◆ **What you have to do**
How do the lines below between the ones holding "match argon2.hash_password(password.as_bytes(), &salt)" and "pub fn validate_password_strength(password: &str)", inclusive, read? Give them again exactly, with no other lines.

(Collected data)
★ ★ ★ ★ ★ ★ ★
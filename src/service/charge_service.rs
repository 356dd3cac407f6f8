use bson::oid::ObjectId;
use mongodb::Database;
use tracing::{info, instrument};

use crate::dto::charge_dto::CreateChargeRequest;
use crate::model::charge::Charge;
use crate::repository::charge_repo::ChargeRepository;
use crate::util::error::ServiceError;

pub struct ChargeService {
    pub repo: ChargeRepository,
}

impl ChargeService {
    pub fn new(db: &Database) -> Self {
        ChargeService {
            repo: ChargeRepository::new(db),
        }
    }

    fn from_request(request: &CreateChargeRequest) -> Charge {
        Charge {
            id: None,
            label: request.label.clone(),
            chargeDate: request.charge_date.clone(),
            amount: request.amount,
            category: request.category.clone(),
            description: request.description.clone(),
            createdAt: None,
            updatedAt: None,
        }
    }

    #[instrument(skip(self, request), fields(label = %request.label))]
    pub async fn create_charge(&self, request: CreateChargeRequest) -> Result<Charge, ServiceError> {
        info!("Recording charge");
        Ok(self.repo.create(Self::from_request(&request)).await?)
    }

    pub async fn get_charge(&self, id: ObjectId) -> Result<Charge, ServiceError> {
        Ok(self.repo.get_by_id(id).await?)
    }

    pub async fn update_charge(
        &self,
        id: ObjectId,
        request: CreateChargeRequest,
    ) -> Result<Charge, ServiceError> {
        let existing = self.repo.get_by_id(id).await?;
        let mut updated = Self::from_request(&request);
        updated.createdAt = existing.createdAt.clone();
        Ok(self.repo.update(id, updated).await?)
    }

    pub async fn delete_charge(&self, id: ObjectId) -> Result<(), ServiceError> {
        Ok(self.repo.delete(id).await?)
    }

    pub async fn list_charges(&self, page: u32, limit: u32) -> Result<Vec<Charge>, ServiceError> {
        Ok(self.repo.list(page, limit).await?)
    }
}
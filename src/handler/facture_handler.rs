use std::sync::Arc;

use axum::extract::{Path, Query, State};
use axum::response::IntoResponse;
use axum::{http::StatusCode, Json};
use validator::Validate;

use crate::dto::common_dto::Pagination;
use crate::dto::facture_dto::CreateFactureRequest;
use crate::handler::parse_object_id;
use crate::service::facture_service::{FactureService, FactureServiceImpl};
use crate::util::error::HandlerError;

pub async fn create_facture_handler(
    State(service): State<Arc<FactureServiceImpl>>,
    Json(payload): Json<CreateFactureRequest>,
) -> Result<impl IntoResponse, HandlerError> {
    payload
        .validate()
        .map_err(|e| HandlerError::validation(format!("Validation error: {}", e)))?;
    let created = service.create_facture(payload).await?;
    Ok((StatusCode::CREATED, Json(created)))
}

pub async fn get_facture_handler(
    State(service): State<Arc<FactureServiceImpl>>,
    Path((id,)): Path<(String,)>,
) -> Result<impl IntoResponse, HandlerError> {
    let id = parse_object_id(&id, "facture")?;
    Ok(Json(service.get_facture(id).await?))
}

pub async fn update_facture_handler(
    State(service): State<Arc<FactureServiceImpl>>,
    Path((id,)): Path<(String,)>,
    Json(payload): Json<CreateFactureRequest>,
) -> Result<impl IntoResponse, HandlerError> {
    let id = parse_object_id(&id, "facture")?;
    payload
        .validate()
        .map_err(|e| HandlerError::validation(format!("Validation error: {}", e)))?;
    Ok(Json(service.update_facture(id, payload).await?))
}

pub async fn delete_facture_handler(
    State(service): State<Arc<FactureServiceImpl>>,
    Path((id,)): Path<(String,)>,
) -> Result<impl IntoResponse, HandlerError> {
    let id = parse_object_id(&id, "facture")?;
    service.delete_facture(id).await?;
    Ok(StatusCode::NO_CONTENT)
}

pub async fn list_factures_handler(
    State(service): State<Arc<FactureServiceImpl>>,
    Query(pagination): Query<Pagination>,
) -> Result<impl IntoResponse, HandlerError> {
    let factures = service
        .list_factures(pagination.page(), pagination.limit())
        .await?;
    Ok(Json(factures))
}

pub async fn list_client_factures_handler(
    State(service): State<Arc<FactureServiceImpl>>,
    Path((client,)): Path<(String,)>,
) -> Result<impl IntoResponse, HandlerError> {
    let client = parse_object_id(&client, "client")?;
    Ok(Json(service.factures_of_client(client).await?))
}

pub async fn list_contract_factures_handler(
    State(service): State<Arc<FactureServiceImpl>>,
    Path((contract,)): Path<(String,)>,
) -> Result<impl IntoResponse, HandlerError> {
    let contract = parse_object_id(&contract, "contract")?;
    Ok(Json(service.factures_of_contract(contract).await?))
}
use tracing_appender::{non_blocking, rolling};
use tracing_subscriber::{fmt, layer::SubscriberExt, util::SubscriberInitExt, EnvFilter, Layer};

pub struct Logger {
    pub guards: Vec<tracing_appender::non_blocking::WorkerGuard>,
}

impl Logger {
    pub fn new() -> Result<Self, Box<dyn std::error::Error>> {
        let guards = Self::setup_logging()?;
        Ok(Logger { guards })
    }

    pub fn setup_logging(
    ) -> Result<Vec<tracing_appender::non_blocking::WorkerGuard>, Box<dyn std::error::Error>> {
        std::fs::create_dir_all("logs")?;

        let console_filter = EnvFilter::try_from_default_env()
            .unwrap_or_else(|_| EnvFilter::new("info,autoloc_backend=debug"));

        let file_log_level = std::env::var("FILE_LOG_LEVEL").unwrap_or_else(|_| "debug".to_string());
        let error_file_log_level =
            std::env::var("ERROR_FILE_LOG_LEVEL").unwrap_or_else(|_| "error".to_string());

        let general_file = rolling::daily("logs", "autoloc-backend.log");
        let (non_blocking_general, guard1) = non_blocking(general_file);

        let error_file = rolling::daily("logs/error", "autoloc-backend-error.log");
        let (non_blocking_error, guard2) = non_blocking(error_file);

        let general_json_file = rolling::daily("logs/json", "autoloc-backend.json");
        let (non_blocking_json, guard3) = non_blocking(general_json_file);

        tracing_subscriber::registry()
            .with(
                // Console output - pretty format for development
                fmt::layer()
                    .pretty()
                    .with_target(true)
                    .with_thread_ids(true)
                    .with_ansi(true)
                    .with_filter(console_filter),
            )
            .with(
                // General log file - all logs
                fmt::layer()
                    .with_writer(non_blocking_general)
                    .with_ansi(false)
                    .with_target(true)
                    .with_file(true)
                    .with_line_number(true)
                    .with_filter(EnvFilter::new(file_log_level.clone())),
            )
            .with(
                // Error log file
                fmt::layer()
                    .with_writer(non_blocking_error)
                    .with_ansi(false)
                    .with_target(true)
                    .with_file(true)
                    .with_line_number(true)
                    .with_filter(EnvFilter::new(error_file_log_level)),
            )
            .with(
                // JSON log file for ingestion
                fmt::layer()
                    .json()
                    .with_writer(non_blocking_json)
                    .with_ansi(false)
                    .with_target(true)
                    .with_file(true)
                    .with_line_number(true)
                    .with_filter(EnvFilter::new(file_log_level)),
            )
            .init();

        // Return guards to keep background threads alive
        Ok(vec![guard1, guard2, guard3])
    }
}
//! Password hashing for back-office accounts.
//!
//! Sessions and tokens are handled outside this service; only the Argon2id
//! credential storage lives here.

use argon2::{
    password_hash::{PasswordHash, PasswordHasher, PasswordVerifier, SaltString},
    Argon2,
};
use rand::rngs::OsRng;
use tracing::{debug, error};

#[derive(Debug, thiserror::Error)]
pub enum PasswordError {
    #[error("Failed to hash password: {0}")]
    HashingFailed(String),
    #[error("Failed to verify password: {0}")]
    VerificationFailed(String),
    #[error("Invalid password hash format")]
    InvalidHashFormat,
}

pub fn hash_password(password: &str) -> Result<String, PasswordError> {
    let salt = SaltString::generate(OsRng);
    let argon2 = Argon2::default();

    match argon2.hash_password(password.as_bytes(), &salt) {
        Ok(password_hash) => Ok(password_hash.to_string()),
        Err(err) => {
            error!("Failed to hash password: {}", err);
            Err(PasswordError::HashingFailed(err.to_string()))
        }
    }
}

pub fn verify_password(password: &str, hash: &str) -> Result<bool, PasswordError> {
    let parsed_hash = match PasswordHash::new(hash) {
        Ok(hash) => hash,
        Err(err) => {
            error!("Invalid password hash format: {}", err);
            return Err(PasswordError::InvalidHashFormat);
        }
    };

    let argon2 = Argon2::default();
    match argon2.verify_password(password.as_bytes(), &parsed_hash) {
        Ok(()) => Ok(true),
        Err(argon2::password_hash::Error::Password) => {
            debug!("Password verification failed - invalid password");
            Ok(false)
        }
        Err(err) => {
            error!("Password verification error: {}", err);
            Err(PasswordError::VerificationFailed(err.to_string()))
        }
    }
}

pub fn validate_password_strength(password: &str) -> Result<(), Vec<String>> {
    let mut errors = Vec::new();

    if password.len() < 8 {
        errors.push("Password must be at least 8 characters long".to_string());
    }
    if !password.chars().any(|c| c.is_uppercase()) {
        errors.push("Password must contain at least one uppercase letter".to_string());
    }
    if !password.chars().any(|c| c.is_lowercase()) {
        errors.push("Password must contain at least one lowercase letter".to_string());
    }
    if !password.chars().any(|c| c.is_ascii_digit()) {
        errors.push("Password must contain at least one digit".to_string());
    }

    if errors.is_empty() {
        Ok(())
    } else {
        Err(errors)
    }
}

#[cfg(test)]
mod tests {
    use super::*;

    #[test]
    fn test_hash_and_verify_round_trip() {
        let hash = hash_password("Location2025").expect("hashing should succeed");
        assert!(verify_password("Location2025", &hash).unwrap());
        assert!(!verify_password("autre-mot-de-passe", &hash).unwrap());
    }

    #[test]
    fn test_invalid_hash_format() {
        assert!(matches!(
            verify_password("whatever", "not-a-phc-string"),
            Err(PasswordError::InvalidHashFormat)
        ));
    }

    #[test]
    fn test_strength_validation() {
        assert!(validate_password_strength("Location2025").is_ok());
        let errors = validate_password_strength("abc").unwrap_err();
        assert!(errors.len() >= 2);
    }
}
★ ★ ★ ★ ★ ★ ★
◆ **Answer section**
    match argon2.hash_password(password.as_bytes(), &salt) {
        Ok(password_hash) => Ok(password_hash.to_string()),
        Err(err) => {
            error!("Failed to hash password: {}", err);
            Err(PasswordError::HashingFailed(err.to_string()))
        }
    }
}

pub fn verify_password(password: &str, hash: &str) -> Result<bool, PasswordError> {
    let parsed_hash = match PasswordHash::new(hash) {
        Ok(hash) => hash,
        Err(err) => {
            error!("Invalid password hash format: {}", err);
            return Err(PasswordError::InvalidHashFormat);
        }
    };

    let argon2 = Argon2::default();
    match argon2.verify_password(password.as_bytes(), &parsed_hash) {
        Ok(()) => Ok(true),
        Err(argon2::password_hash::Error::Password) => {
            debug!("Password verification failed - invalid password");
            Ok(false)
        }
        Err(err) => {
            error!("Password verification error: {}", err);
            Err(PasswordError::VerificationFailed(err.to_string()))
        }
    }
}

pub fn validate_password_strength(password: &str) -> Result<(), Vec<String>> {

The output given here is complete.